Task goal:
Exactly how many lines below mention "index"? Answer with that number alone.

Working data:

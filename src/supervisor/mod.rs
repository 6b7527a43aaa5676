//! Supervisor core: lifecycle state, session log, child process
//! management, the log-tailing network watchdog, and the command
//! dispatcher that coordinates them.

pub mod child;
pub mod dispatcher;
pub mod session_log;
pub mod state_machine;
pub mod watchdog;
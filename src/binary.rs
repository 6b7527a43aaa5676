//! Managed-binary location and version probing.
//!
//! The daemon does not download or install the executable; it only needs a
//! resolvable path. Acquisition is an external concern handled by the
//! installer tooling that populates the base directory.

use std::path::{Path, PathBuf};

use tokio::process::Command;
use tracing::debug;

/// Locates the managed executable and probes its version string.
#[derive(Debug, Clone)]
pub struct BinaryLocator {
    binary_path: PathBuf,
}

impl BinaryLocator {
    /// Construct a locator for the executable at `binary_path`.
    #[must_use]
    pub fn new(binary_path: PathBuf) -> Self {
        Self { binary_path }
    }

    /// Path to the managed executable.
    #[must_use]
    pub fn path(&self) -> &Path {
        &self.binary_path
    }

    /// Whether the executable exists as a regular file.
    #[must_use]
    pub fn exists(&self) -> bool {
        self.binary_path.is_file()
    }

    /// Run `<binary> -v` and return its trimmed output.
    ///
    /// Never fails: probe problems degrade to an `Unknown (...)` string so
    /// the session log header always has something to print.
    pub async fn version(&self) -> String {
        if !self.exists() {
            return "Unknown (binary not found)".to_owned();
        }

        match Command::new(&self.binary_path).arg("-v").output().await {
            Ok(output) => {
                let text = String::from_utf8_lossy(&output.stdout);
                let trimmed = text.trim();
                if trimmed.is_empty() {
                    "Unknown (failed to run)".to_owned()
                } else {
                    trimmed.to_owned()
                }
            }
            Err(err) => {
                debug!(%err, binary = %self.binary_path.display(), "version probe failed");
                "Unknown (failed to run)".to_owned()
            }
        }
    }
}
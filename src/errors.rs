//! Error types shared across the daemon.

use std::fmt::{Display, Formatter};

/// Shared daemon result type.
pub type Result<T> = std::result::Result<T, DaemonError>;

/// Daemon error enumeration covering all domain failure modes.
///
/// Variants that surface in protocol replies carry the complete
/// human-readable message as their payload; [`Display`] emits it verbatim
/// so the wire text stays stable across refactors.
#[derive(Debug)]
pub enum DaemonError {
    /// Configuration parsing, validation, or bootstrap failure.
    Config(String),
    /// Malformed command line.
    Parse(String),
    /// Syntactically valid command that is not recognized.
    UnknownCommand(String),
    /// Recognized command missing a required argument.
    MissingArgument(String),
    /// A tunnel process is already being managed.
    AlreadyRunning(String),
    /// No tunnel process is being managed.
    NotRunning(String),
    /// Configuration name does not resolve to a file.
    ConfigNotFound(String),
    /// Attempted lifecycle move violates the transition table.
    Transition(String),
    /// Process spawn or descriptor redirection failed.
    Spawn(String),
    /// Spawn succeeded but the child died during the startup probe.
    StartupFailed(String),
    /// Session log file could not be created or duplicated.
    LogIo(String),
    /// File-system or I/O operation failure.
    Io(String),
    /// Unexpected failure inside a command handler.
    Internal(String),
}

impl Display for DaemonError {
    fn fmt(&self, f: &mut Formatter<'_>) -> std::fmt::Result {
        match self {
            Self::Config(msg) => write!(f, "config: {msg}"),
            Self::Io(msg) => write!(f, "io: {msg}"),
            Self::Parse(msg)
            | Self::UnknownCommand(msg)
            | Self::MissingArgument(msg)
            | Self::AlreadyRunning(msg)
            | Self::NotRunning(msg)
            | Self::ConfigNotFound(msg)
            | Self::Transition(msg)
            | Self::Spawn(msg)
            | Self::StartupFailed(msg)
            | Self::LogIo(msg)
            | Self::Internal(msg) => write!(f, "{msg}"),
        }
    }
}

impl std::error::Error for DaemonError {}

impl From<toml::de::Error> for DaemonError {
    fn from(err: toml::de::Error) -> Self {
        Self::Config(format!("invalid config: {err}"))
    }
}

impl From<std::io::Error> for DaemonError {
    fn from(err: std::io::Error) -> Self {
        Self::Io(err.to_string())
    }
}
* * *
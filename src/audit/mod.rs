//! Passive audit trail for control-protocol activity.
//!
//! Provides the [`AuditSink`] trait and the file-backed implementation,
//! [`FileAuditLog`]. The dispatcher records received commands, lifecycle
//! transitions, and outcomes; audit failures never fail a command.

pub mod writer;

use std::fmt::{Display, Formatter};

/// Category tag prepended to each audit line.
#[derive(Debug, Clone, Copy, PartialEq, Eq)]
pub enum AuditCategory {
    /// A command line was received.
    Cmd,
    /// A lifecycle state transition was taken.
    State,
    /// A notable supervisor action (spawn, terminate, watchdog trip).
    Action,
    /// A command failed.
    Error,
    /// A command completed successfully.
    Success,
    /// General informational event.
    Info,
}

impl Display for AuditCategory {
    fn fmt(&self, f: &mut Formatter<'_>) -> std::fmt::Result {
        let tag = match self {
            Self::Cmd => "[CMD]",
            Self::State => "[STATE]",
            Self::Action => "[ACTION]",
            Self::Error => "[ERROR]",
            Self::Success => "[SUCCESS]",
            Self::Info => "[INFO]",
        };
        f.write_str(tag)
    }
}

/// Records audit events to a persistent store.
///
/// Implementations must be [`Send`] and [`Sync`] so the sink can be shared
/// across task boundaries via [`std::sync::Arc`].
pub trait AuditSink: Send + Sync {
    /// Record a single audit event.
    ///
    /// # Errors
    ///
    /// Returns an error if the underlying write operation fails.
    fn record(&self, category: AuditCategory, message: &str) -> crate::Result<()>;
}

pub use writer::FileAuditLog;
...
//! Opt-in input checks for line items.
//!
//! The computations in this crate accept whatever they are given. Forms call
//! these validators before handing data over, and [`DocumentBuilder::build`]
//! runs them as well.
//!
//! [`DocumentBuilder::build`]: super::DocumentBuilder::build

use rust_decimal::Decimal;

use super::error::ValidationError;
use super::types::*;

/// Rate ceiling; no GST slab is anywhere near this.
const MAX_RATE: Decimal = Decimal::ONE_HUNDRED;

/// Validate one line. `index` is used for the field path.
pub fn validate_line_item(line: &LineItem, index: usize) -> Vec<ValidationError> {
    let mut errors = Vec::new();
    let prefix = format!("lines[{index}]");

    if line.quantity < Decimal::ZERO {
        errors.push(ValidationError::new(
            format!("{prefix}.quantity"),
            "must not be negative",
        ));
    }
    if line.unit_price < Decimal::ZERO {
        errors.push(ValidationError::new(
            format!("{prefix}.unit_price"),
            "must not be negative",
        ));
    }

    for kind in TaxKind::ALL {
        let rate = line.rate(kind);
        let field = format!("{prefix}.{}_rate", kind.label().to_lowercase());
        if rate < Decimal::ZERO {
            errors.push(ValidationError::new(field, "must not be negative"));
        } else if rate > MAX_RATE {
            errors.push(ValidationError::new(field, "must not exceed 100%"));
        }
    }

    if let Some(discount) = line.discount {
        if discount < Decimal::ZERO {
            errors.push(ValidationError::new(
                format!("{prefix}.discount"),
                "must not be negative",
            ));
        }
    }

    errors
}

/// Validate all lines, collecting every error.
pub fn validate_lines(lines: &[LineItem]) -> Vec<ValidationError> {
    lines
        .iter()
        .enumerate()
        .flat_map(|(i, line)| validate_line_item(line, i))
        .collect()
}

Answer to the exercise:
3